Slow down, you move too fast…

… you’ve got to make the morning last…’ Were Simon and Garfunkel on to something? Our lives have become so busy, and we always feel like we have to be doing, achieving, getting. It impacts on our mental and physical health, and on the planet. What if slowing down was a core value of the New Ism? Mel and Alex discuss in their latest conversation blog. 

Alex Matthews: I live a pretty hectic life, juggling several jobs with other stuff that’s going on – and I’m not unusual. I live in London –  a busy, hectic, noisy city, with people rushing around all the time, and it’s the opposite of relaxing! I went to the northwest of Scotland with my family for a few days last week. It was beautiful and remote, and there was very little to do except walk and admire the scenery. I was forced to slow down and I felt so much better for it – my fairly persistent backache disappeared, I slept well and felt like a human being again. It made me think whether we should all try to live quieter, slower lives in the New Ism?

Mel Young: I am glad you managed to get some relaxing time. I often think that we have created a world which is intent on becoming faster and faster and bigger and bigger. It’s like we are on a treadmill which is speeding up all the time and we feel we can’t step off because we will lose our place – so we just keep on speeding along with our blinkers on and damage ourselves and society in the process. It is obvious that we need to slow down but it is much easier said than done. Past centuries were much slower paced but was the quality of life better? We can’t go back in time but I do think the issue of the pace we live our lives needs to be a key part of any New Ism.

AM: It’s interesting what you say about the pace of life in the past and whether their quality of life was better. I feel that it probably was in some ways – of course, they didn’t enjoy the healthcare we have, there was more disease, and they didn’t have access to healthy diets like we do, but I’m sure that mental health was better, because life was slower and you could enjoy and appreciate the things that matter. There wasn’t this obsession with getting more and doing more. Now, we are so busy trying to achieve, that we have forgotten how to appreciate and look after the smaller things. We talked a while back about how lockdown had forced us – and many others – to slow down and appreciate things like nature, family, things that are immediately around us, and how we felt better for it.I definitely think that’s something that we should take with us into the New Ism – and I think the planet would be better off as well. 

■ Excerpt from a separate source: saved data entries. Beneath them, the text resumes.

//! Shapes that cross the network.
//!
//! Field names here must match what the gateway accepts byte for byte; they
//! are not derived from the Rust names of the public model.

use serde::{Deserialize, Deserializer, Serialize};
use serde_json::Value;

use crate::data_models::{EntityType, Facet, SearchRequest};
use crate::error::GraphQLErrorDetail;
use crate::query::{OPERATION_NAME, SEARCH_DOCUMENT};

pub const PRODUCT_HIT_TYPENAME: &str = "Search_ProductHit";
pub const SUGGESTION_HIT_TYPENAME: &str = "Search_SuggestionHit";

/// Treats an explicit `null` like an absent field.
pub(crate) fn null_default<'de, D, T>(deserializer: D) -> Result<T, D::Error>
where
    D: Deserializer<'de>,
    T: Default + Deserialize<'de>,
{
    Ok(Option::<T>::deserialize(deserializer)?.unwrap_or_default())
}

/// Cursors are opaque; some indices hand them back as bare numbers.
pub(crate) fn opaque_cursor<'de, D>(deserializer: D) -> Result<Option<String>, D::Error>
where
    D: Deserializer<'de>,
{
    Ok(match Option::<Value>::deserialize(deserializer)? {
        Some(Value::String(s)) => Some(s),
        Some(Value::Number(n)) => Some(n.to_string()),
        _ => None,
    })
}

#[derive(Debug, Serialize)]
#[serde(rename_all = "camelCase")]
pub struct WireRequest<'a> {
    pub entity_type: EntityType,
    pub limit: u32,
    pub disable_recommender: bool,
    pub max_values_per_facet: u32,
    pub facet_filters: &'a [String],
    pub cursor: &'a str,
    pub query: &'a str,
}

impl<'a> From<&'a SearchRequest> for WireRequest<'a> {
    fn from(request: &'a SearchRequest) -> Self {
        WireRequest {
            entity_type: request.entity_type(),
            limit: request.limit(),
            disable_recommender: request.disable_recommender(),
            max_values_per_facet: request.max_values_per_facet(),
            facet_filters: request.facet_filters(),
            cursor: request.cursor(),
            query: request.query(),
        }
    }
}

#[derive(Debug, Serialize)]
pub struct Variables<'a> {
    pub requests: Vec<WireRequest<'a>>,
}

#[derive(Debug, Serialize)]
#[serde(rename_all = "camelCase")]
pub struct Operation<'a> {
    pub operation_name: &'static str,
    pub variables: Variables<'a>,
    pub query: &'static str,
}

/// The POST body: a batch holding the single `Search` operation.
pub fn encode_batch(requests: &[SearchRequest]) -> [Operation<'_>; 1] {
    [Operation {
        operation_name: OPERATION_NAME,
        variables: Variables {
            requests: requests.iter().map(WireRequest::from).collect(),
        },
        query: SEARCH_DOCUMENT,
    }]
}

/// Batched posts are answered with an array of envelopes; ours holds one.
pub fn unwrap_batch(body: Value) -> Value {
    match body {
        Value::Array(mut items) if !items.is_empty() => items.swap_remove(0),
        Value::Array(_) => Value::Null,
        other => other,
    }
}

/// Top-level GraphQL errors, or an empty list when there are none.
pub fn graphql_errors(envelope: &Value) -> Vec<GraphQLErrorDetail> {
    let Some(errors) = envelope.get("errors").and_then(Value::as_array) else {
        return Vec::new();
    };
    errors.iter().map(GraphQLErrorDetail::from_raw).collect()
}

/// The per-request result list, `data.SearchResult.search`.
pub fn search_results(envelope: &Value) -> Option<&Vec<Value>> {
    envelope
        .pointer("/data/SearchResult/search")
        .and_then(Value::as_array)
}

/// One `Search_Result` as received. Only `elements` is mandatory.
#[derive(Debug, Deserialize)]
#[serde(rename_all = "camelCase")]
pub struct RawResult {
    pub elements: Vec<Value>,
    #[serde(default, deserialize_with = "null_default")]
    pub facets: Vec<Facet>,
    #[serde(default)]
    pub pagination: Option<RawPagination>,
    #[serde(default)]
    pub total_pages: Option<u64>,
    #[serde(default)]
    pub source: Option<RawSource>,
}

#[derive(Debug, Default, Deserialize)]
#[serde(rename_all = "camelCase")]
pub struct RawPagination {
    #[serde(default, deserialize_with = "opaque_cursor")]
    pub cursor: Option<String>,
    #[serde(default)]
    pub total_elements: Option<u64>,
}

#[derive(Debug, Default, Deserialize)]
#[serde(rename_all = "camelCase")]
pub struct RawSource {
    #[serde(default, deserialize_with = "null_default")]
    pub index_name: String,
}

MY: It’s all a question of balance I guess. We need to learn how to relax and take things easy. We seem to have become a planet of collectors. Using holidays as an example, people rush around on cruises, stop at port for a few hours, take loads of pictures on their phone and then dash off again. That’s not really about visiting somewhere, that’s about collecting pictures and ticking off the destination. I am using this as an example, but it seems to be the way we live our lives where we have to do lots of things, go to lots of places, fill the calendar, none of which really adds any depth or meaning to our lives, and it tires us out at the same time. We need to understand that some meditation, for example, is actually good for us, rather than jumping around from event to event, place to place.

AM: So the question is – how do we take a slower pace of life into the New Ism? I think it all comes down to changing our obsession with growth. We’ve talked before about how our obsession with infinite growth – despite finite resources – is the root of many of our environmental problems. I also think it’s the case of our fast-paced, hectic lives – we’re always trying to find ways to grow, to get more money, to achieve more. If we could find new metrics of success – happiness or wellbeing, for example – we might realise that slowing down and appreciating the important, intangible things could help us to achieve that and therefore help protect the planet. It seems like a win-win situation to me! 

MY: Indeed, I think it is a win-win situation. But how do we create that systemic change? It is like we are all on a very fast train which is hurtling along and we can’t get off. One or two individuals have worked out how to jump off the train without getting hurt but it isn’t so easy for most people. What we need to do is to slow the train down but in our modern world that sounds like failure. But it isn’t failure, so it is a question of creating a sustainable culture which isn’t destroying the planet and making us feel unhappy in the process. So, it’s about leadership, I think. It is all about who is driving the train and getting it to slow down. There is no coherent leadership in this area and that’s what’s missing. 

AM: Yes, it so often comes down to leadership doesn’t it. Our current leaders around the world are mostly focused on growth and productivity, which means we are all rushing to be productive. Our leaders need to shift their focus, recognise that rushing isn’t good for us or the planet, and change what they – and we – call success in terms of the economy but also in our individual lives. I think there are a couple of examples around the world of governments who understand this and are focusing on metrics other than growth – New Zealand and Finland spring to mind. 

It will be interesting to hear the views of young people on this on The New Ism podcast (new series coming soon) – they are the leaders of the future and I imagine they will have strong opinions!